Принцы, фельдмаршалы, министры, все, что только было близко к королю, ухаживало за Вольтером, как за верховным божеством Пруссии. Его присутствие содержало все умы в напряжении: никому не хотелось уступить знаменитому писателю в ловкости выражений, в остроумии, в тонкости и грации оборотов. Трагедии его исключительно заняли придворную сцену, все знали их наизусть и даже в простом разговоре приводили из них цитаты, часто некстати.

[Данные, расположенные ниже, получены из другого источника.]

//! Integration tests for the chat-completion entry point against a mock
//! HTTP server.

use std::sync::Mutex;
use std::time::{SystemTime, UNIX_EPOCH};

use infuzu_rs::{
    Client, ContentPart, Error, Message, MessageContent, ModelParams, ModelSelector, Role,
    API_KEY_ENV,
};
use mockito::Matcher;
use serde_json::json;

/// Serializes tests that touch process-wide environment variables.
static ENV_LOCK: Mutex<()> = Mutex::new(());

const CHAT_PATH: &str = "/v1/chat/completions";

fn test_client(base_url: &str) -> Client {
    Client::builder()
        .api_key("test-key")
        .base_url_override(base_url)
        .build()
        .expect("failed to build test client")
}

#[test]
fn test_fills_defaults_when_server_omits_metadata() {
    let mut server = mockito::Server::new();
    let mock = server
        .mock("POST", CHAT_PATH)
        .with_status(200)
        .with_header("content-type", "application/json")
        .with_body(
            r#"{
                "choices": [{
                    "index": 0,
                    "finish_reason": "stop",
                    "message": {"role": "assistant", "content": "Paris."}
                }],
                "usage": {"prompt_tokens": 9, "completion_tokens": 3}
            }"#,
        )
        .create();

    let client = test_client(&server.url());
    let before = SystemTime::now()
        .duration_since(UNIX_EPOCH)
        .unwrap()
        .as_secs() as i64;
    let completion = client
        .create_chat_completion(&[Message::user("What is the capital of France?")], None)
        .unwrap();
    mock.assert();

    let id = completion.id.clone().unwrap();
    assert!(id.starts_with("chatcmpl-"), "unexpected id {id:?}");
    assert_eq!(id.len(), "chatcmpl-".len() + 36, "expected a uuid suffix");

    let created = completion.created.unwrap();
    assert!(created >= before && created <= before + 5);

    assert_eq!(completion.model.as_deref(), Some("infuzu-ims"));
    assert_eq!(completion.object.as_deref(), Some("chat.completion"));
    assert_eq!(completion.first_content(), Some("Paris."));
}

#[test]
fn test_preserves_explicit_metadata() {
    let mut server = mockito::Server::new();
    let _mock = server
        .mock("POST", CHAT_PATH)
        .with_status(200)
        .with_header("content-type", "application/json")
        .with_body(
            r#"{
                "id": "chatcmpl-from-server",
                "created": 1700000000,
                "model": "openai/gpt-4o",
                "object": "chat.completion",
                "system_fingerprint": "fp_123",
                "choices": [{
                    "index": 0,
                    "message": {"role": "assistant", "content": "Hello"},
                    "model": {"ref": "openai/gpt-4o", "rank": 1},
                    "latency": {"start_latency": 120, "end_latency": 940}
                }]
            }"#,
        )
        .create();

    let client = test_client(&server.url());
    let completion = client
        .create_chat_completion(&[Message::user("hi")], None)
        .unwrap();

    assert_eq!(completion.id.as_deref(), Some("chatcmpl-from-server"));
    assert_eq!(completion.created, Some(1_700_000_000));
    assert_eq!(completion.model.as_deref(), Some("openai/gpt-4o"));
    assert_eq!(completion.object.as_deref(), Some("chat.completion"));
    assert_eq!(
        completion.system_fingerprint.as_deref(),
        Some("fp_123")
    );

    let choice = &completion.choices[0];
    let latency = choice.latency.as_ref().unwrap();
    assert_eq!(latency.start, Some(120));
    assert_eq!(latency.end, Some(940));
    assert_eq!(
        choice.model.as_ref().unwrap().ref_.as_deref(),
        Some("openai/gpt-4o")
    );
}

#[test]
fn test_sends_aliased_payload_and_headers() {
    let mut server = mockito::Server::new();
    let mock = server
        .mock("POST", CHAT_PATH)
        .match_header("content-type", "application/json")
        .match_header("infuzu-api-key", "test-key")
        .match_header(
            "user-agent",
            Matcher::Regex(r"^infuzu-rust/0\.1\.0 \(rust .+; reqwest/.+\)$".to_string()),
        )
        .match_body(Matcher::Json(json!({
            "messages": [
                {"role": "system", "content": "You are terse."},
                {
                    "role": "user",
                    "content": [
                        {"type": "text", "text": "what is in this image?"},
                        {"type": "image_url", "image_url": "https://example.com/cat.png"},
                    ],
                    "name": "alice"
                },
            ],
            "model": {"llms": ["openai/gpt-4o"], "imsn": 2},
        })))
        .with_status(200)
        .with_header("content-type", "application/json")
        .with_body(r#"{"choices": []}"#)
        .create();

    let messages = vec![
        Message::system("You are terse."),
        Message::with_content(
            Role::User,
            MessageContent::parts(vec![
                ContentPart::text("what is in this image?"),
                ContentPart::image_url("https://example.com/cat.png"),
            ]),
        )
        .with_name("alice"),
    ];
    let model = ModelSelector::from(
        ModelParams::new()
            .llms(vec!["openai/gpt-4o".to_string()])
            .imsn(2),
    );

    let client = test_client(&server.url());
    client
        .create_chat_completion(&messages, Some(&model))
        .unwrap();
    mock.assert();
}

#[test]
fn test_model_omitted_from_payload_when_none() {
    let mut server = mockito::Server::new();
    let mock = server
        .mock("POST", CHAT_PATH)
        .match_body(Matcher::Json(json!({
            "messages": [{"role": "user", "content": "hi"}],
        })))
        .with_status(200)
        .with_header("content-type", "application/json")
        .with_body(r#"{"choices": []}"#)
        .create();

    let client = test_client(&server.url());
    client
        .create_chat_completion(&[Message::user("hi")], None)
        .unwrap();
    mock.assert();
}

#[test]
fn test_missing_api_key_is_configuration_error_before_any_request() {
    let _guard = ENV_LOCK.lock().unwrap();
    let saved = std::env::var(API_KEY_ENV).ok();
    std::env::remove_var(API_KEY_ENV);

    let mut server = mockito::Server::new();
    let mock = server.mock("POST", CHAT_PATH).expect(0).create();

    let result = Client::builder().base_url_override(server.url()).build();
    let err = result.err().expect("expected a configuration error");
    assert!(matches!(err, Error::Configuration { .. }), "got {err:?}");
    mock.assert();

    if let Some(value) = saved {
        std::env::set_var(API_KEY_ENV, value);
    }
}

#[test]
fn test_http_error_maps_to_api_error_with_status_and_body() {
    let mut server = mockito::Server::new();
    let _mock = server
        .mock("POST", CHAT_PATH)
        .with_status(400)
        .with_header("content-type", "application/json")
        .with_body(r#"{"error": "bad request"}"#)
        .create();

    let client = test_client(&server.url());
    let err = client
        .create_chat_completion(&[Message::user("hi")], None)
        .unwrap_err();

    match err {
        Error::Api { status, body } => {
            assert_eq!(status, 400);
            assert_eq!(body, r#"{"error": "bad request"}"#);
        }
        other => panic!("expected Error::Api, got {other:?}"),
    }
}

#[test]
fn test_unreachable_server_maps_to_transport_error() {
    // Port 1 is reserved and not listening; the connection is refused before
    // any HTTP exchange takes place.
    let client = test_client("http://127.0.0.1:1");
    let err = client
        .create_chat_completion(&[Message::user("hi")], None)
        .unwrap_err();
    assert!(err.is_transport(), "got {err:?}");
}

#[test]
fn test_malformed_response_body_is_validation_error() {
    let mut server = mockito::Server::new();
    let _mock = server
        .mock("POST", CHAT_PATH)
        .with_status(200)
        .with_header("content-type", "application/json")
        .with_body(r#"{"choices": "not-a-list"}"#)
        .create();

    let client = test_client(&server.url());
    let err = client
        .create_chat_completion(&[Message::user("hi")], None)
        .unwrap_err();
    assert!(matches!(err, Error::Validation { .. }), "got {err:?}");
}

Вся обязанность Вольтера состояла в том, чтобы жить и наслаждаться жизнью среди роскоши, изобилия, почестей, в вечной атмосфере блеска, в вечном фимиаме лести и похвал. Весь день был отдан на его произвол, только вечер проводил он с королем. После спектакля или концерта Фридрих собирал тесный кружок своих друзей за веселым ужином. Тут начиналась умственная война, в которой ядра сарказмов и блестки остроумия сыпались со всех сторон, и целые бомбы учености разрывались на тысячи ловких применений и самых острых выводов. Разумеется, что Фридрих и Вольтер всегда были во главе воюющих партий и не уступали друг другу ни одной пяди в области своего нравственного преимущества. {229}
Это были настоящие афинские вечера, где мысль господствовала, и где каждое принуждение и все церемонии были изгнаны.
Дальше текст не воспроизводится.